WHAT TO WORK ON: Filter these entries down to the lines that hold the word "Thompson", and show each of them.

---------- SOURCE RECORDS ----------

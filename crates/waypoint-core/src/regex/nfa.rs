//! Thompson construction: lowers a [`RegexNode`] into an epsilon-NFA whose
//! accept states carry a priority-ordered marker (spec §4.B: "Thompson
//! ε-NFA with priority"). Each terminal contributes its own fragment;
//! fragments are never merged here — [`crate::regex::dfa::build_dfa`]
//! performs the simultaneous subset construction across all of them.

use crate::charset::CharSet;
use crate::regex::ast::RegexNode;
use crate::types::Array;

pub type NfaStateId = usize;

/// An NFA accept state's priority: lower sorts first, i.e. wins ambiguity
/// resolution (spec §4.B (a)-(c)). `rank` encodes "longest match" only
/// implicitly — the DFA driver establishes that by running every accepting
/// state simultaneously and comparing match length at commit time; `rank`
/// here only breaks ties *between candidates of equal match length*.
#[derive(Clone, Copy, Debug, PartialEq, Eq, PartialOrd, Ord)]
pub struct AcceptPriority {
  /// 0 for a fixed-length branch, 1 for variable-length (spec (b)).
  pub length_class: u8,
  /// Declaration order among symbols (spec (a)-(c) tie-break final step).
  pub declaration_order: u32,
}

#[derive(Clone, Debug)]
pub enum NfaEdge {
  Epsilon,
  OnSet(CharSet),
}

#[derive(Clone, Debug, Default)]
pub struct NfaState {
  pub edges: Vec<(NfaEdge, NfaStateId)>,
  /// `Some((symbol_index, priority))` if accepting for a particular
  /// terminal-like symbol (index into the caller's symbol table).
  pub accept: Option<(u32, AcceptPriority)>,
}

#[derive(Clone, Debug, Default)]
pub struct Nfa {
  pub states: Array<NfaState>,
  pub start: NfaStateId,
}

impl Nfa {
  fn new_state(&mut self) -> NfaStateId {
    self.states.push(NfaState::default());
    self.states.len() - 1
  }

  fn add_edge(&mut self, from: NfaStateId, edge: NfaEdge, to: NfaStateId) {
    self.states[from].edges.push((edge, to));
  }

  /// Builds a single fragment for `node` wired between fresh `start` and
  /// `end` states (end is *not* marked accepting; the caller marks it).
  fn build_fragment(&mut self, node: &RegexNode) -> (NfaStateId, NfaStateId) {
    match node {
      RegexNode::Literal(ch) => {
        let start = self.new_state();
        let end = self.new_state();
        self.add_edge(start, NfaEdge::OnSet(CharSet::single(*ch)), end);
        (start, end)
      }
      RegexNode::Class(set) => {
        let start = self.new_state();
        let end = self.new_state();
        self.add_edge(start, NfaEdge::OnSet(set.clone()), end);
        (start, end)
      }
      RegexNode::Concat(parts) => {
        if parts.is_empty() {
          let start = self.new_state();
          let end = self.new_state();
          self.add_edge(start, NfaEdge::Epsilon, end);
          return (start, end);
        }
        let mut fragments = parts.iter().map(|p| self.build_fragment(p));
        let (start, mut prev_end) = fragments.next().unwrap();
        for (next_start, next_end) in fragments {
          self.add_edge(prev_end, NfaEdge::Epsilon, next_start);
          prev_end = next_end;
        }
        (start, prev_end)
      }
      RegexNode::Alt(parts) => {
        let start = self.new_state();
        let end = self.new_state();
        for part in parts {
          let (p_start, p_end) = self.build_fragment(part);
          self.add_edge(start, NfaEdge::Epsilon, p_start);
          self.add_edge(p_end, NfaEdge::Epsilon, end);
        }
        if parts.is_empty() {
          self.add_edge(start, NfaEdge::Epsilon, end);
        }
        (start, end)
      }
      RegexNode::Repeat { inner, min, max } => self.build_repeat(inner, *min, *max),
    }
  }

  fn build_repeat(&mut self, inner: &RegexNode, min: u32, max: Option<u32>) -> (NfaStateId, NfaStateId) {
    let start = self.new_state();
    let end = self.new_state();
    let mut cursor = start;

    for _ in 0..min {
      let (f_start, f_end) = self.build_fragment(inner);
      self.add_edge(cursor, NfaEdge::Epsilon, f_start);
      cursor = f_end;
    }

    match max {
      None => {
        // Unbounded tail: a looping fragment reachable (and skippable) from
        // `cursor`, per the usual Thompson `*`/`+` construction.
        let (f_start, f_end) = self.build_fragment(inner);
        self.add_edge(cursor, NfaEdge::Epsilon, f_start);
        self.add_edge(f_end, NfaEdge::Epsilon, f_start);
        self.add_edge(f_end, NfaEdge::Epsilon, end);
        self.add_edge(cursor, NfaEdge::Epsilon, end);
      }
      Some(max) => {
        let optional_count = max.saturating_sub(min);
        for _ in 0..optional_count {
          let (f_start, f_end) = self.build_fragment(inner);
          self.add_edge(cursor, NfaEdge::Epsilon, f_start);
          self.add_edge(cursor, NfaEdge::Epsilon, end);
          cursor = f_end;
        }
        self.add_edge(cursor, NfaEdge::Epsilon, end);
      }
    }

    (start, end)
  }

  /// Builds and wires a fragment for `node`, marking `end` as accepting for
  /// `symbol_index` at `priority`.
  pub fn add_symbol(&mut self, node: &RegexNode, symbol_index: u32, priority: AcceptPriority) {
    if self.states.is_empty() {
      self.start = self.new_state();
    }
    let (frag_start, frag_end) = self.build_fragment(node);
    self.add_edge(self.start, NfaEdge::Epsilon, frag_start);
    self.states[frag_end].accept = Some((symbol_index, priority));
  }

  pub fn ensure_start(&mut self) {
    if self.states.is_empty() {
      self.start = self.new_state();
    }
  }

  /// Epsilon-closure of a set of states, as a sorted, deduplicated vector.
  pub fn epsilon_closure(&self, states: &[NfaStateId]) -> Array<NfaStateId> {
    let mut stack: Vec<NfaStateId> = states.to_vec();
    let mut seen: std::collections::BTreeSet<NfaStateId> = states.iter().copied().collect();
    while let Some(s) = stack.pop() {
      for (edge, to) in &self.states[s].edges {
        if matches!(edge, NfaEdge::Epsilon) && seen.insert(*to) {
          stack.push(*to);
        }
      }
    }
    seen.into_iter().collect()
  }

  /// States reachable from `states` by consuming `ch`.
  pub fn step(&self, states: &[NfaStateId], ch: char) -> Array<NfaStateId> {
    let mut out = Vec::new();
    for &s in states {
      for (edge, to) in &self.states[s].edges {
        if let NfaEdge::OnSet(set) = edge {
          if set.contains(ch) {
            out.push(*to);
          }
        }
      }
    }
    out
  }
}

#[cfg(test)]
mod test {
  use super::*;
  use crate::regex::parse::parse_regex;

  #[test]
  fn literal_fragment_accepts_single_char() {
    let mut nfa = Nfa::default();
    let ast = parse_regex("ab").unwrap();
    nfa.add_symbol(&ast, 0, AcceptPriority { length_class: 0, declaration_order: 0 });
    let closure = nfa.epsilon_closure(&[nfa.start]);
    let after_a = nfa.epsilon_closure(&nfa.step(&closure, 'a'));
    assert!(!after_a.is_empty());
    let after_b = nfa.epsilon_closure(&nfa.step(&after_a, 'b'));
    assert!(after_b.iter().any(|&s| nfa.states[s].accept.is_some()));
  }

  #[test]
  fn star_allows_zero_repetitions() {
    let mut nfa = Nfa::default();
    let ast = RegexNode::star(RegexNode::Literal('x'));
    nfa.add_symbol(&ast, 0, AcceptPriority { length_class: 1, declaration_order: 0 });
    let closure = nfa.epsilon_closure(&[nfa.start]);
    assert!(closure.iter().any(|&s| nfa.states[s].accept.is_some()));
  }
}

----------

TASK ANSWER:
//! Thompson construction: lowers a [`RegexNode`] into an epsilon-NFA whose
//! accept states carry a priority-ordered marker (spec §4.B: "Thompson
        // `cursor`, per the usual Thompson `*`/`+` construction.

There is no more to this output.